Searching for the genome of the extinct Christmas Island mouse

Mammoth, dodo, homing pigeon, Tasmanian tiger. Scientists have been trying to bring extinct animal species back to life since the 1990s. A team of researchers has shown that this is not so simple, with Study on March 9 at current biology figured out.

Scientists have turned their attention to Ratus McCleary, a reddish brown mouse roamed Christmas Island, an island in the Indian Ocean. The species became extinct between 1898 and 1908, presumably due to an infectious disease of the Norwegian brown rats that came aboard European ships.

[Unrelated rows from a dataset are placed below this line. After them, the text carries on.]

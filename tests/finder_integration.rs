use class_discovery::{
    Annotation, AutoloadState, Convention, Finder, PrefixStyle, StaticReflector, TypeDescriptor,
};
use std::collections::BTreeSet;
use std::path::{Path, PathBuf};
use std::time::{SystemTime, UNIX_EPOCH};

fn temp_dir(name: &str) -> PathBuf {
    let nanos = SystemTime::now()
        .duration_since(UNIX_EPOCH)
        .unwrap()
        .as_nanos();
    std::env::temp_dir().join(format!(
        "class_discovery_it_{}_{}_{}",
        std::process::id(),
        nanos,
        name
    ))
}

fn touch(path: &Path) {
    std::fs::create_dir_all(path.parent().unwrap()).unwrap();
    std::fs::write(path, "<?php\n").unwrap();
}

fn names<R: class_discovery::Reflector>(finder: &Finder<R>) -> Vec<String> {
    finder.iter().map(|(name, _)| name).collect()
}

fn fixture_reflector() -> StaticReflector {
    [
        TypeDescriptor::class(r"Acme\Lib\Widget")
            .implements([r"\Foo\Bar"])
            .annotated(Annotation::resolved("Entity", r"Acme\Meta\Entity")),
        TypeDescriptor::class(r"Acme\Lib\Gadget")
            .extends(r"Acme\Lib\Widget")
            .implements([r"Foo\Other"]),
        TypeDescriptor::interface(r"Acme\Lib\Contract").implements([r"Foo\Bar"]),
        TypeDescriptor::class(r"Acme\Lib\Internal\Secret").abstract_(),
        TypeDescriptor::class(r"Acme\App\Main").extends(r"Acme\Lib\Missing"),
    ]
    .into_iter()
    .collect()
}

fn fixture_tree(name: &str) -> PathBuf {
    let root = temp_dir(name);
    for file in [
        "Acme/Lib/Widget.php",
        "Acme/Lib/Gadget.php",
        "Acme/Lib/Contract.php",
        "Acme/Lib/Internal/Secret.php",
        "Acme/App/Main.php",
        "Acme/App/Broken.php",
        "Acme/App/notes.txt",
    ] {
        touch(&root.join(file));
    }
    root
}

#[test]
fn directory_finder_resolves_nested_names() {
    let root = temp_dir("single");
    touch(&root.join("Acme/Lib/Widget.php"));

    let reflector = StaticReflector::new().with(TypeDescriptor::class(r"Acme\Lib\Widget"));
    let finder = Finder::in_dir(&root, Convention::php(), reflector);

    let found: Vec<_> = finder.iter().collect();
    assert_eq!(found.len(), 1);
    assert_eq!(found[0].0, r"Acme\Lib\Widget");
    assert!(
        found[0]
            .1
            .file
            .as_deref()
            .is_some_and(|f| f.ends_with("Acme/Lib/Widget.php"))
    );

    let _ = std::fs::remove_dir_all(root);
}

#[test]
fn unreflectable_files_are_skipped_and_iteration_restarts() {
    let root = fixture_tree("restart");
    let finder = Finder::in_dir(&root, Convention::php(), fixture_reflector());

    let first: BTreeSet<_> = names(&finder).into_iter().collect();
    let second: BTreeSet<_> = names(&finder).into_iter().collect();

    assert_eq!(first, second);
    assert_eq!(first.len(), 5);
    assert!(!first.contains(r"Acme\App\Broken"));

    let _ = std::fs::remove_dir_all(root);
}

#[test]
fn namespace_filters_apply_deny_before_allow() {
    let root = fixture_tree("namespace");
    let finder = Finder::in_dir(&root, Convention::php(), fixture_reflector())
        .in_namespace([r"Acme\Lib"])
        .not_in_namespace([r"Acme\Lib\Internal"]);

    let found: BTreeSet<_> = names(&finder).into_iter().collect();
    let expected: BTreeSet<String> = [r"Acme\Lib\Contract", r"Acme\Lib\Gadget", r"Acme\Lib\Widget"]
        .into_iter()
        .map(String::from)
        .collect();
    assert_eq!(found, expected);

    let _ = std::fs::remove_dir_all(root);
}

#[test]
fn leading_separator_is_trimmed_with_the_finder_convention() {
    let root = fixture_tree("leading_separator");
    let finder = Finder::in_dir(&root, Convention::php(), fixture_reflector())
        .in_namespace([r"\Acme\Lib"])
        .not_in_namespace([r"\Acme\Lib\Internal"])
        .implementation_of([r"\Foo\Bar"]);

    assert_eq!(names(&finder), vec![r"Acme\Lib\Widget".to_string()]);

    let _ = std::fs::remove_dir_all(root);
}

#[test]
fn interface_superclass_and_annotation_filters() {
    let root = fixture_tree("predicates");
    let php = Convention::php;

    let implementing = Finder::in_dir(&root, php(), fixture_reflector())
        .implementation_of([r"Foo\Bar"]);
    assert_eq!(names(&implementing), vec![r"Acme\Lib\Widget".to_string()]);

    let subclasses = Finder::in_dir(&root, php(), fixture_reflector())
        .subclass_of([r"\Acme\Lib\Widget"]);
    assert_eq!(names(&subclasses), vec![r"Acme\Lib\Gadget".to_string()]);

    let annotated = Finder::in_dir(&root, php(), fixture_reflector())
        .annotated_by([r"Acme\Meta\Entity"]);
    assert_eq!(names(&annotated), vec![r"Acme\Lib\Widget".to_string()]);

    let _ = std::fs::remove_dir_all(root);
}

#[test]
fn separate_calls_combine_with_and() {
    let root = fixture_tree("and_or");

    let either = Finder::in_dir(&root, Convention::php(), fixture_reflector())
        .implementation_of([r"Foo\Bar", r"Foo\Other"]);
    assert_eq!(names(&either).len(), 2);

    let both = Finder::in_dir(&root, Convention::php(), fixture_reflector())
        .implementation_of([r"Foo\Bar"])
        .implementation_of([r"Foo\Other"]);
    assert!(names(&both).is_empty());

    let _ = std::fs::remove_dir_all(root);
}

#[test]
fn directory_and_instantiable_filters() {
    let root = fixture_tree("dirs");
    let finder = Finder::in_dir(&root, Convention::php(), fixture_reflector())
        .in_dirs([root.join("Acme/Lib")])
        .skip_non_instantiable()
        .filter(|name, _| !name.ends_with("Gadget"));

    assert_eq!(names(&finder), vec![r"Acme\Lib\Widget".to_string()]);

    let _ = std::fs::remove_dir_all(root);
}

#[test]
fn prefix_table_resolves_relative_namespace() {
    let base = temp_dir("prefixed");
    touch(&base.join("src/lib/Sub/Thing.php"));

    let state = AutoloadState::new(Convention::php()).with_prefix(
        PrefixStyle::Prefixed,
        r"Acme\Lib\",
        base.join("src/lib"),
    );
    let reflector = StaticReflector::new().with(TypeDescriptor::class(r"Acme\Lib\Sub\Thing"));
    let finder = Finder::from_state(state, reflector).unwrap();

    assert_eq!(names(&finder), vec![r"Acme\Lib\Sub\Thing".to_string()]);

    let _ = std::fs::remove_dir_all(base);
}

#[test]
fn nested_prefix_table_keeps_only_names_under_prefix() {
    let base = temp_dir("nested");
    touch(&base.join("lib/Acme/Lib/Widget.php"));
    touch(&base.join("lib/Vendor/Thing.php"));

    let state = AutoloadState::new(Convention::php()).with_prefix(
        PrefixStyle::Nested,
        r"Acme\",
        base.join("lib"),
    );
    let reflector: StaticReflector = [
        TypeDescriptor::class(r"Acme\Lib\Widget"),
        TypeDescriptor::class(r"Vendor\Thing"),
    ]
    .into_iter()
    .collect();
    let finder = Finder::from_state(state, reflector).unwrap();

    assert_eq!(names(&finder), vec![r"Acme\Lib\Widget".to_string()]);

    let _ = std::fs::remove_dir_all(base);
}

#[test]
fn overlapping_prefix_directories_are_each_walked() {
    let base = temp_dir("overlap");
    touch(&base.join("app/Widget.php"));
    touch(&base.join("app/tests/WidgetTest.php"));

    let state = AutoloadState::new(Convention::php())
        .with_prefix(PrefixStyle::Prefixed, r"Acme\", base.join("app"))
        .with_prefix(PrefixStyle::Prefixed, r"Acme\Tests\", base.join("app/tests"));
    let reflector: StaticReflector = [
        TypeDescriptor::class(r"Acme\Widget"),
        TypeDescriptor::class(r"Acme\Tests\WidgetTest"),
    ]
    .into_iter()
    .collect();
    let finder = Finder::from_state(state, reflector).unwrap();

    assert_eq!(
        names(&finder),
        vec![r"Acme\Widget".to_string(), r"Acme\Tests\WidgetTest".to_string()]
    );

    let _ = std::fs::remove_dir_all(base);
}

#[test]
fn class_map_entries_come_first_and_win_duplicates() {
    let base = temp_dir("class_map_dup");
    touch(&base.join("src/A.php"));
    touch(&base.join("src/C.php"));
    touch(&base.join("legacy/a.php"));

    let state = AutoloadState::new(Convention::php())
        .with_class(r"Acme\A", base.join("legacy/a.php"))
        .with_prefix(PrefixStyle::Prefixed, r"Acme\", base.join("src"));
    let reflector: StaticReflector = [
        TypeDescriptor::class(r"Acme\A"),
        TypeDescriptor::class(r"Acme\C"),
    ]
    .into_iter()
    .collect();
    let finder = Finder::from_state(state, reflector).unwrap();

    let found: Vec<_> = finder.iter().collect();
    assert_eq!(found.len(), 2);
    assert_eq!(found[0].0, r"Acme\A");
    assert!(
        found[0]
            .1
            .file
            .as_deref()
            .is_some_and(|f| f.ends_with("legacy/a.php"))
    );
    assert_eq!(found[1].0, r"Acme\C");

    let _ = std::fs::remove_dir_all(base);
}

#[test]
fn authoritative_class_map_skips_prefix_directories() {
    let base = temp_dir("authoritative");
    for file in ["src/A.php", "src/B.php", "src/C.php"] {
        touch(&base.join(file));
    }

    let state = AutoloadState::new(Convention::php())
        .with_class(r"Acme\A", base.join("src/A.php"))
        .with_class(r"Acme\B", base.join("src/B.php"))
        .with_prefix(PrefixStyle::Prefixed, r"Acme\", base.join("src"))
        .authoritative(true);
    let reflector: StaticReflector = [
        TypeDescriptor::class(r"Acme\A"),
        TypeDescriptor::class(r"Acme\B"),
        TypeDescriptor::class(r"Acme\C"),
    ]
    .into_iter()
    .collect();
    let finder = Finder::from_state(state, reflector).unwrap();

    assert_eq!(
        names(&finder),
        vec![r"Acme\A".to_string(), r"Acme\B".to_string()]
    );

    let _ = std::fs::remove_dir_all(base);
}

#[test]
fn directory_pre_filter_over_matches_and_predicate_corrects() {
    let base = temp_dir("over_match");
    touch(&base.join("psr4/Foobar.php"));
    touch(&base.join("psr4/SubNs/FooBaz.php"));

    let state = AutoloadState::new(Convention::php()).with_prefix(
        PrefixStyle::Prefixed,
        r"Acme\",
        base.join("psr4"),
    );
    let reflector: StaticReflector = [
        TypeDescriptor::class(r"Acme\Foobar"),
        TypeDescriptor::class(r"Acme\SubNs\FooBaz"),
    ]
    .into_iter()
    .collect();
    let finder = Finder::from_state(state, reflector)
        .unwrap()
        .in_dirs([base.join("psr4/SubNs")]);

    assert_eq!(names(&finder), vec![r"Acme\SubNs\FooBaz".to_string()]);

    let _ = std::fs::remove_dir_all(base);
}

#[cfg(unix)]
#[test]
fn symlink_cycles_do_not_loop() {
    let root = temp_dir("symlink");
    touch(&root.join("Acme/Widget.php"));
    std::os::unix::fs::symlink(&root, root.join("Acme/loop")).unwrap();

    let reflector = StaticReflector::new().with(TypeDescriptor::class(r"Acme\Widget"));
    let finder = Finder::in_dir(&root, Convention::php(), reflector);

    assert_eq!(names(&finder), vec![r"Acme\Widget".to_string()]);

    let _ = std::fs::remove_dir_all(root);
}

#[cfg(unix)]
#[test]
fn dangling_links_do_not_hide_valid_classes() {
    let root = temp_dir("dangling");
    touch(&root.join("Acme/Widget.php"));
    std::os::unix::fs::symlink(root.join("missing.php"), root.join("Acme/Gone.php")).unwrap();
    std::os::unix::fs::symlink(root.join("missing_dir"), root.join("Acme/Removed")).unwrap();

    let reflector: StaticReflector = [
        TypeDescriptor::class(r"Acme\Gone"),
        TypeDescriptor::class(r"Acme\Widget"),
    ]
    .into_iter()
    .collect();
    let finder = Finder::in_dir(&root, Convention::php(), reflector);

    assert_eq!(names(&finder), vec![r"Acme\Widget".to_string()]);

    let _ = std::fs::remove_dir_all(root);
}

The research team extracted DNA from two dry skins of extinct mice from the Oxford University Museum’s collection and mapped the genomes. “If you sequence the genome, current technologies give you a lot of separate pieces of DNA that you have to piece together,” says Naturalis evolutionary biologist Barbara Gravendel. “To put together the puzzle, you usually use an example. If a species is no longer alive, you will not have a complete example and it will be much more difficult to determine the DNA sequence. The scientists have well shown that this is not due to the age of the DNA, but to the lack of a reference.”

Commonly used lab animal

For lack of a better example, the team used the genome of the Norwegian brown rat as a reference. The rat shared an ancestor with an extinct species on Christmas Island 2.3 million years ago, making it its closest living relative. Because it is a commonly used laboratory animal, this genome is well known.

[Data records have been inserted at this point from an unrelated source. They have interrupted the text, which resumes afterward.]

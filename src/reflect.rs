use std::collections::HashMap;
use std::path::Path;

use crate::descriptor::TypeDescriptor;
use crate::error::ReflectError;

/// Produces type descriptors on demand.
///
/// Failures are never fatal: walkers skip the item and filters treat the
/// missing descriptor as "no match".
pub trait Reflector {
    fn reflect_name(&self, name: &str) -> Result<TypeDescriptor, ReflectError>;

    /// Reflects `name`, which the caller discovered in `path`.
    fn reflect_file(&self, name: &str, path: &Path) -> Result<TypeDescriptor, ReflectError> {
        let _ = path;
        self.reflect_name(name)
    }
}

impl<R: Reflector + ?Sized> Reflector for &R {
    fn reflect_name(&self, name: &str) -> Result<TypeDescriptor, ReflectError> {
        (**self).reflect_name(name)
    }

    fn reflect_file(&self, name: &str, path: &Path) -> Result<TypeDescriptor, ReflectError> {
        (**self).reflect_file(name, path)
    }
}

impl<R: Reflector + ?Sized> Reflector for Box<R> {
    fn reflect_name(&self, name: &str) -> Result<TypeDescriptor, ReflectError> {
        (**self).reflect_name(name)
    }

    fn reflect_file(&self, name: &str, path: &Path) -> Result<TypeDescriptor, ReflectError> {
        (**self).reflect_file(name, path)
    }
}

/// Reflector over a fixed set of descriptors, for embedders that already
/// hold the metadata (and for tests).
#[derive(Debug, Clone, Default)]
pub struct StaticReflector {
    types: HashMap<String, TypeDescriptor>,
}

impl StaticReflector {
    pub fn new() -> Self {
        Self::default()
    }

    pub fn with(mut self, descriptor: TypeDescriptor) -> Self {
        self.insert(descriptor);
        self
    }

    pub fn insert(&mut self, descriptor: TypeDescriptor) {
        self.types.insert(descriptor.name.clone(), descriptor);
    }

    pub fn len(&self) -> usize {
        self.types.len()
    }

    pub fn is_empty(&self) -> bool {
        self.types.is_empty()
    }
}

impl FromIterator<TypeDescriptor> for StaticReflector {
    fn from_iter<T: IntoIterator<Item = TypeDescriptor>>(iter: T) -> Self {
        let mut reflector = Self::new();
        for descriptor in iter {
            reflector.insert(descriptor);
        }
        reflector
    }
}

impl Reflector for StaticReflector {
    fn reflect_name(&self, name: &str) -> Result<TypeDescriptor, ReflectError> {
        self.types
            .get(name)
            .cloned()
            .ok_or_else(|| ReflectError::NotFound {
                name: name.to_string(),
            })
    }
}
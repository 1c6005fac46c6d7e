//! # class-discovery
//!
//! Enumerates the classes, interfaces and traits reachable from a directory
//! tree or an autoloader's prefix tables, reflects each one lazily and
//! exposes filtered views.
//!
//! ## Architecture
//!
//! - **path**: path normalization and the approximate directory intersection test
//! - **naming**: naming conventions and file-to-name resolution
//! - **descriptor**: reflected type metadata
//! - **reflect**: the reflector contract and an in-memory reflector
//! - **java**: Java source reflector built on tree-sitter
//! - **autoload**: autoloader snapshots (class map, prefix tables)
//! - **walk**: directory and prefix walkers with their pre-filter
//! - **sequence**: deduplication and filter application over walker output
//! - **filter**: composable predicates
//! - **finder**: the query builder tying it all together
//! - **cli** / **config**: command line surface of the `class-discovery` binary

pub mod autoload;
pub mod cli;
pub mod config;
pub mod descriptor;
pub mod error;
pub mod filter;
pub mod finder;
pub mod java;
pub mod naming;
pub mod path;
pub mod reflect;
pub mod sequence;
pub mod walk;

pub use autoload::{AutoloadSource, AutoloadState, ClassMap, PrefixStyle, PrefixTable};
pub use descriptor::{Annotation, TypeDescriptor, TypeKind};
pub use error::{ConfigError, ReflectError};
pub use finder::Finder;
pub use java::JavaReflector;
pub use naming::{Convention, NamespaceResolver};
pub use path::normalize_path;
pub use reflect::{Reflector, StaticReflector};
pub use sequence::Classes;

Although almost the entire genome of the extinct animal could have been mapped, five percent of it turned out to be untraceable. It was surprising that these genes did not spread over the genome. The majority seem to be related to the sense of smell and the immune system.

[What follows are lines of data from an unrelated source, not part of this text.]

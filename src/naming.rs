use serde::{Deserialize, Serialize};
use std::path::{Component, Path, PathBuf};

/// How fully-qualified names and source files relate in the host language.
#[derive(Debug, Clone, PartialEq, Eq, Serialize, Deserialize)]
pub struct Convention {
    pub separator: char,
    pub extension: String,
}

impl Convention {
    pub fn new(separator: char, extension: impl Into<String>) -> Self {
        Self {
            separator,
            extension: extension.into().trim_start_matches('.').to_string(),
        }
    }

    pub fn java() -> Self {
        Self::new('.', "java")
    }

    pub fn php() -> Self {
        Self::new('\\', "php")
    }

    pub fn is_source_file(&self, path: &Path) -> bool {
        path.extension().is_some_and(|e| e == self.extension.as_str())
    }

    /// Strips a leading separator (`\Foo\Bar` -> `Foo\Bar`).
    pub fn trim_leading<'a>(&self, name: &'a str) -> &'a str {
        name.trim_start_matches(self.separator)
    }

    pub fn trim_namespace<'a>(&self, namespace: &'a str) -> &'a str {
        namespace.trim_matches(self.separator)
    }

    /// Returns the first segment of a name (`Acme\Lib\X` -> `Acme`).
    pub fn first_segment<'a>(&self, name: &'a str) -> &'a str {
        let name = self.trim_leading(name);
        name.split(self.separator).next().unwrap_or(name)
    }

    pub fn join(&self, namespace: &str, segments: &[&str]) -> String {
        let namespace = self.trim_namespace(namespace);
        let mut out = String::from(namespace);
        for segment in segments {
            if !out.is_empty() {
                out.push(self.separator);
            }
            out.push_str(segment);
        }
        out
    }
}

impl Default for Convention {
    fn default() -> Self {
        Self::java()
    }
}

/// Maps discovered source files to fully-qualified names.
#[derive(Debug, Clone, Copy)]
pub struct NamespaceResolver<'a> {
    convention: &'a Convention,
}

impl<'a> NamespaceResolver<'a> {
    pub fn new(convention: &'a Convention) -> Self {
        Self { convention }
    }

    /// Direct nesting: every directory below `root` is one namespace segment,
    /// the file stem is the type name.
    pub fn nested(&self, root: &Path, base_namespace: &str, file: &Path) -> Option<String> {
        if !self.convention.is_source_file(file) {
            return None;
        }
        let relative = file.strip_prefix(root).ok()?;
        let segments = self.segments(relative)?;
        Some(self.convention.join(base_namespace, &segments))
    }

    /// Prefix based: `prefix` owns `base_dir`, the rest of the name comes from
    /// the path below it.
    pub fn prefixed(&self, prefix: &str, base_dir: &Path, file: &Path) -> Option<String> {
        self.nested(base_dir, prefix, file)
    }

    /// Relative source path of `name` under a direct-nesting root.
    pub fn relative_path(&self, name: &str) -> PathBuf {
        let name = self.convention.trim_leading(name);
        let mut path: PathBuf = name.split(self.convention.separator).collect();
        path.set_extension(&self.convention.extension);
        path
    }

    fn segments<'p>(&self, relative: &'p Path) -> Option<Vec<&'p str>> {
        let mut segments = Vec::new();
        let mut components = relative.components().peekable();
        while let Some(component) = components.next() {
            let Component::Normal(raw) = component else {
                return None;
            };
            let raw = raw.to_str()?;
            let segment = if components.peek().is_none() {
                Path::new(raw).file_stem()?.to_str()?
            } else {
                raw
            };
            if !is_identifier(segment) {
                return None;
            }
            segments.push(segment);
        }
        if segments.is_empty() { None } else { Some(segments) }
    }
}

fn is_identifier(segment: &str) -> bool {
    let mut chars = segment.chars();
    match chars.next() {
        Some(c) if c.is_alphabetic() || c == '_' || c == '$' => {}
        _ => return false,
    }
    chars.all(|c| c.is_alphanumeric() || c == '_' || c == '$')
}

Genetic engineering is one of three ways, besides cloning and re-breeding, researchers are trying to bring extinct species back to life. In theory, scientists can compare the genomes of extinct species with the genomes of living species. The parts in the genome of living species that do not match are then modified using CRISPR technology. The Christmas Island Rat is an interesting case because it differs so much from the Norwegian brown rat as the elephant is from the mammoth. One of the species that scientists are trying to recover.

Quite a few

“If you’re going to use CRISPR to change the genome of a brown rat into the genome of a Christmas Island rat, you can’t change the immune and olfactory genes,” Gravendel says. “After all, you don’t know how it should be.” This is why in a best-case scenario – if you succeed in making the brown rat act as a surrogate mother for the Christmas Island rat – you will get a hybrid specimen. “After a few generations, that little bit of Christmas Island DNA has already disappeared from your population.”

There are more technical problems. In order to breathe new life into a species, you need quite a few genetically different animals. This also requires multiple copies of an extinct species. In many cases there is none. In addition, it remains to be seen if these new animals can ever survive in the world as it is now. Gravendeel: “The Christmas Island Rat died out relatively recently, but due to climate change, the island will now look very different.”